Now the sun may be going down on a golden statue of Saparmurat Niyazov in the latest move to dismantle the personality cult surrounding the late dictator, who styled himself “Turkmenbashi”, or Father of all Turkmen.
Niyazov's successor as President, Gurbanguly Berdymukhamedov, has ordered the Government to remove the giant rotating statue from the centre of the capital. Ashgabat. to a southern suburb.
Niyazov spent $12million (£6m) on a 75m (244ft) tower called the Arch of Neutrality, placing the 12m monument to himself at the top in 1998. The gold-plated statue with outstretched arms rotated once every 24 hours so that Niyazov always faced the sun.
The statue was the most prominent of a series of vanity projects, including an ice palace and a 40m pyramid, that Niyazov built with income from Turkmenistan's huge gas reserves, while his five million people lived in poverty. He ruled the Central Asian republic, formerly part of the Soviet Union, with an iron fist for 21 years until he died of heart failure, aged 66, in December 2006.
Mr Berdymukhamedov, 51, told a meeting of ministers that the tower should be moved next to a road named Neutrality Avenue, after Niyazov's policy of maintaining Turkmenistan's neutrality in foreign relations. It was unclear whether the statue would remain at the top of the building once it has been moved.
The order came only a week after Mr Berdymukhamedov reversed another of Niyazov's decrees and restored the usual names of the months of the year.

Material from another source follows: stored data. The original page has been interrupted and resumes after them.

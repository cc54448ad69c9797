//! Font metrics acquisition.
//!
//! Layout never loads fonts itself. It asks a [`FontMetricsProvider`] for
//! the extent of a piece of text in a given font. [`FixedAdvanceMetrics`] is
//! a deterministic provider for terminals, tests and headless use;
//! [`CachingMetrics`] memoizes an expensive provider in a bounded LRU cache.

use std::collections::HashMap;
use std::sync::atomic::{AtomicU64, Ordering};

use horizon_prose_text::{Font, FontDef, FontFamily, FontStyle, FontWeight};
use parking_lot::Mutex;
use unicode_segmentation::UnicodeSegmentation;

/// The measured extent of a piece of text.
#[derive(Debug, Clone, Copy, PartialEq, Default)]
pub struct TextMetrics {
    /// Advance width.
    pub width: f32,
    /// Line height.
    pub height: f32,
    /// Distance from the top of the line to the baseline.
    pub ascent: f32,
    /// Distance from the baseline to the bottom of the line.
    pub descent: f32,
    /// Lowest extent of the glyphs relative to the baseline (negative below).
    pub y_min: f32,
}

impl TextMetrics {
    pub fn new(width: f32, height: f32, ascent: f32, descent: f32, y_min: f32) -> Self {
        Self {
            width,
            height,
            ascent,
            descent,
            y_min,
        }
    }
}

/// Supplies text measurements for layout.
pub trait FontMetricsProvider {
    /// Measure `text` set in `font`.
    fn measure(&self, text: &str, font: &Font) -> TextMetrics;

    /// The font obtained by applying `delta` to `base`.
    fn derive_font(&self, base: &Font, delta: &FontDef) -> Font {
        delta.apply(base)
    }
}

impl<P: FontMetricsProvider + ?Sized> FontMetricsProvider for &P {
    fn measure(&self, text: &str, font: &Font) -> TextMetrics {
        (**self).measure(text, font)
    }

    fn derive_font(&self, base: &Font, delta: &FontDef) -> Font {
        (**self).derive_font(base, delta)
    }
}

/// Metrics where every grapheme cluster advances by the same fraction of the
/// font size.
#[derive(Debug, Clone, Copy, PartialEq)]
pub struct FixedAdvanceMetrics {
    advance: f32,
    ascent: f32,
    descent: f32,
}

impl FixedAdvanceMetrics {
    /// All values are fractions of the font size.
    pub fn new(advance: f32, ascent: f32, descent: f32) -> Self {
        Self {
            advance,
            ascent,
            descent,
        }
    }

    pub fn advance(&self) -> f32 {
        self.advance
    }
}

impl Default for FixedAdvanceMetrics {
    fn default() -> Self {
        Self::new(0.6, 0.8, 0.2)
    }
}

impl FontMetricsProvider for FixedAdvanceMetrics {
    fn measure(&self, text: &str, font: &Font) -> TextMetrics {
        let size = font.size();
        let count = text.graphemes(true).count() as f32;
        let ascent = self.ascent * size;
        let descent = self.descent * size;
        TextMetrics::new(count * self.advance * size, ascent + descent, ascent, descent, -descent)
    }
}

/// Character-grid metrics: one unit per grapheme and one unit per line,
/// whatever the font.
#[derive(Debug, Clone, Copy, PartialEq, Eq, Default)]
pub struct CellMetrics;

impl FontMetricsProvider for CellMetrics {
    fn measure(&self, text: &str, _font: &Font) -> TextMetrics {
        let count = text.graphemes(true).count() as f32;
        TextMetrics::new(count, 1.0, 1.0, 0.0, 0.0)
    }
}

/// The measurement-relevant part of a font.
#[derive(Debug, Clone, PartialEq, Eq, Hash)]
struct FontKey {
    families: Vec<FontFamily>,
    size_bits: u32,
    weight: FontWeight,
    style: FontStyle,
}

impl FontKey {
    fn new(font: &Font) -> Self {
        Self {
            families: font.families().to_vec(),
            size_bits: font.size().to_bits(),
            weight: font.weight(),
            style: font.style(),
        }
    }
}

/// Default number of measurements kept by [`CachingMetrics::new`].
pub const DEFAULT_CACHE_CAPACITY: usize = 4096;

/// A cached measurement and the tick of its last use.
#[derive(Debug, Clone, Copy)]
struct CacheEntry {
    metrics: TextMetrics,
    last_used: u64,
}

#[derive(Debug, Default)]
struct CacheState {
    entries: HashMap<(FontKey, String), CacheEntry>,
    tick: u64,
}

impl CacheState {
    fn next_tick(&mut self) -> u64 {
        self.tick += 1;
        self.tick
    }

    /// Remove the least recently used entry.
    fn evict_lru(&mut self) -> bool {
        let oldest = self
            .entries
            .iter()
            .min_by_key(|(_, entry)| entry.last_used)
            .map(|(key, _)| key.clone());
        match oldest {
            Some(key) => self.entries.remove(&key).is_some(),
            None => false,
        }
    }
}

/// Wraps a provider and memoizes its measurements.
///
/// At most `capacity` measurements are kept; when full, the least recently
/// used one is evicted. Color and decorations do not affect metrics, so
/// fonts differing only in those share cache entries.
#[derive(Debug)]
pub struct CachingMetrics<P> {
    inner: P,
    capacity: usize,
    state: Mutex<CacheState>,
    hits: AtomicU64,
    misses: AtomicU64,
    evictions: AtomicU64,
}

impl<P: FontMetricsProvider> CachingMetrics<P> {
    /// Cache up to [`DEFAULT_CACHE_CAPACITY`] measurements.
    pub fn new(inner: P) -> Self {
        Self::with_capacity(inner, DEFAULT_CACHE_CAPACITY)
    }

    /// Cache up to `capacity` measurements (at least one).
    pub fn with_capacity(inner: P, capacity: usize) -> Self {
        Self {
            inner,
            capacity: capacity.max(1),
            state: Mutex::new(CacheState::default()),
            hits: AtomicU64::new(0),
            misses: AtomicU64::new(0),
            evictions: AtomicU64::new(0),
        }
    }

    pub fn inner(&self) -> &P {
        &self.inner
    }

    /// Maximum number of cached measurements.
    pub fn capacity(&self) -> usize {
        self.capacity
    }

    /// Number of cached measurements.
    pub fn len(&self) -> usize {
        self.state.lock().entries.len()
    }

    pub fn is_empty(&self) -> bool {
        self.state.lock().entries.is_empty()
    }

    /// Drop all cached measurements and reset the statistics.
    pub fn clear(&self) {
        *self.state.lock() = CacheState::default();
        self.hits.store(0, Ordering::Relaxed);
        self.misses.store(0, Ordering::Relaxed);
        self.evictions.store(0, Ordering::Relaxed);
    }

    pub fn stats(&self) -> MetricsCacheStats {
        let hits = self.hits.load(Ordering::Relaxed);
        let misses = self.misses.load(Ordering::Relaxed);
        let total = hits + misses;
        MetricsCacheStats {
            entries: self.len(),
            capacity: self.capacity,
            hits,
            misses,
            evictions: self.evictions.load(Ordering::Relaxed),
            hit_rate: if total == 0 {
                0.0
            } else {
                hits as f64 / total as f64
            },
        }
    }

    fn insert(&self, key: (FontKey, String), metrics: TextMetrics) {
        let mut state = self.state.lock();
        if !state.entries.contains_key(&key) {
            while state.entries.len() >= self.capacity && state.evict_lru() {
                self.evictions.fetch_add(1, Ordering::Relaxed);
            }
        }
        let last_used = state.next_tick();
        state.entries.insert(key, CacheEntry { metrics, last_used });
    }
}

impl<P: FontMetricsProvider> FontMetricsProvider for CachingMetrics<P> {
    fn measure(&self, text: &str, font: &Font) -> TextMetrics {
        let key = (FontKey::new(font), text.to_string());
        {
            let mut state = self.state.lock();
            let tick = state.next_tick();
            if let Some(entry) = state.entries.get_mut(&key) {
                entry.last_used = tick;
                self.hits.fetch_add(1, Ordering::Relaxed);
                return entry.metrics;
            }
        }

        // Measure without holding the lock; the provider may be slow.
        let metrics = self.inner.measure(text, font);
        self.misses.fetch_add(1, Ordering::Relaxed);
        self.insert(key, metrics);
        metrics
    }

    fn derive_font(&self, base: &Font, delta: &FontDef) -> Font {
        self.inner.derive_font(base, delta)
    }
}

/// Statistics about a [`CachingMetrics`] cache.
#[derive(Debug, Clone, Copy, PartialEq)]
pub struct MetricsCacheStats {
    /// Number of cached measurements.
    pub entries: usize,
    /// Maximum number of cached measurements.
    pub capacity: usize,
    pub hits: u64,
    pub misses: u64,
    /// Entries dropped to stay within the capacity.
    pub evictions: u64,
    /// Hit rate (0.0 to 1.0).
    pub hit_rate: f64,
}

static_assertions::assert_impl_all!(FixedAdvanceMetrics: Send, Sync);
static_assertions::assert_impl_all!(CachingMetrics<FixedAdvanceMetrics>: Send, Sync);

#[cfg(test)]
mod tests {
    use super::*;
    use horizon_prose_text::Color;

    #[test]
    fn fixed_advance_scales_with_size() {
        let metrics = FixedAdvanceMetrics::default();
        let m = metrics.measure("abcde", &Font::new(FontFamily::Monospace, 10.0));
        assert!((m.width - 30.0).abs() < 1e-4);
        assert!((m.height - 10.0).abs() < 1e-4);
        assert!((m.ascent - 8.0).abs() < 1e-4);
        assert!((m.y_min + 2.0).abs() < 1e-4);
        assert_eq!(metrics.advance(), 0.6);
    }

    #[test]
    fn graphemes_count_once() {
        let metrics = CellMetrics;
        let font = Font::default();
        assert_eq!(metrics.measure("e\u{301}", &font).width, 1.0);
        assert_eq!(metrics.measure("", &font).width, 0.0);
        assert_eq!(metrics.measure("", &font).height, 1.0);
    }

    #[test]
    fn derive_font_applies_delta() {
        let metrics = FixedAdvanceMetrics::default();
        let font = metrics.derive_font(&Font::default(), &FontDef::new().bold(true));
        assert!(font.is_bold());
    }

    #[test]
    fn cache_hits_ignore_color() {
        let cache = CachingMetrics::new(FixedAdvanceMetrics::default());
        let black = Font::default();
        let red = black.with_color(Color::RED);

        let first = cache.measure("word", &black);
        let second = cache.measure("word", &red);
        assert_eq!(first, second);

        let stats = cache.stats();
        assert_eq!((stats.entries, stats.hits, stats.misses), (1, 1, 1));
        assert!((stats.hit_rate - 0.5).abs() < 1e-9);

        cache.measure("word", &black.with_size(20.0));
        assert_eq!(cache.len(), 2);

        cache.clear();
        assert!(cache.is_empty());
        assert_eq!(cache.stats().hits, 0);
    }

    #[test]
    fn cache_stays_within_capacity() {
        let cache = CachingMetrics::with_capacity(CellMetrics, 3);
        let font = Font::default();
        for i in 0..10 {
            cache.measure(&format!("word{i}"), &font);
            assert!(cache.len() <= 3);
        }

        let stats = cache.stats();
        assert_eq!((stats.entries, stats.capacity), (3, 3));
        assert_eq!((stats.misses, stats.evictions), (10, 7));
        assert_eq!(CachingMetrics::with_capacity(CellMetrics, 0).capacity(), 1);
        assert_eq!(CachingMetrics::new(CellMetrics).capacity(), DEFAULT_CACHE_CAPACITY);
    }

    #[test]
    fn least_recently_used_is_evicted() {
        let cache = CachingMetrics::with_capacity(CellMetrics, 2);
        let font = Font::default();
        cache.measure("a", &font);
        cache.measure("b", &font);
        cache.measure("a", &font);
        cache.measure("c", &font);

        // "b" was evicted; "a" is still cached.
        cache.measure("a", &font);
        assert_eq!(cache.stats().hits, 2);
        cache.measure("b", &font);
        assert_eq!(cache.stats().misses, 4);
        assert_eq!(cache.len(), 2);
    }
}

Turkmenbashi had renamed January after himself, turned April into Gurbansoltan in honour of his mother and called other months after national heroes. He decreed that September should be named Rukhnama (Book of the Spirit) after a collection of his thoughts.
Turkmenistan was known as the North Korea of Central Asia under Niyazov.
Mr Berdymukhamedov, a former health minister and dentist, has gradually ended his country's international isolation since winning 89 per cent of the vote in its first election last year since independence in 1991.
Ban on beards
— Niyazov banned lip-synching, car radios, beards, and the playing of recorded music at weddings
— Citizens with gold teeth were told to have them extracted
— He shut rural libraries, saying that people in villages did not read
— The opera house was closed in 2001. Niyazov declared: “Who needs Tosca or La Traviata any more?”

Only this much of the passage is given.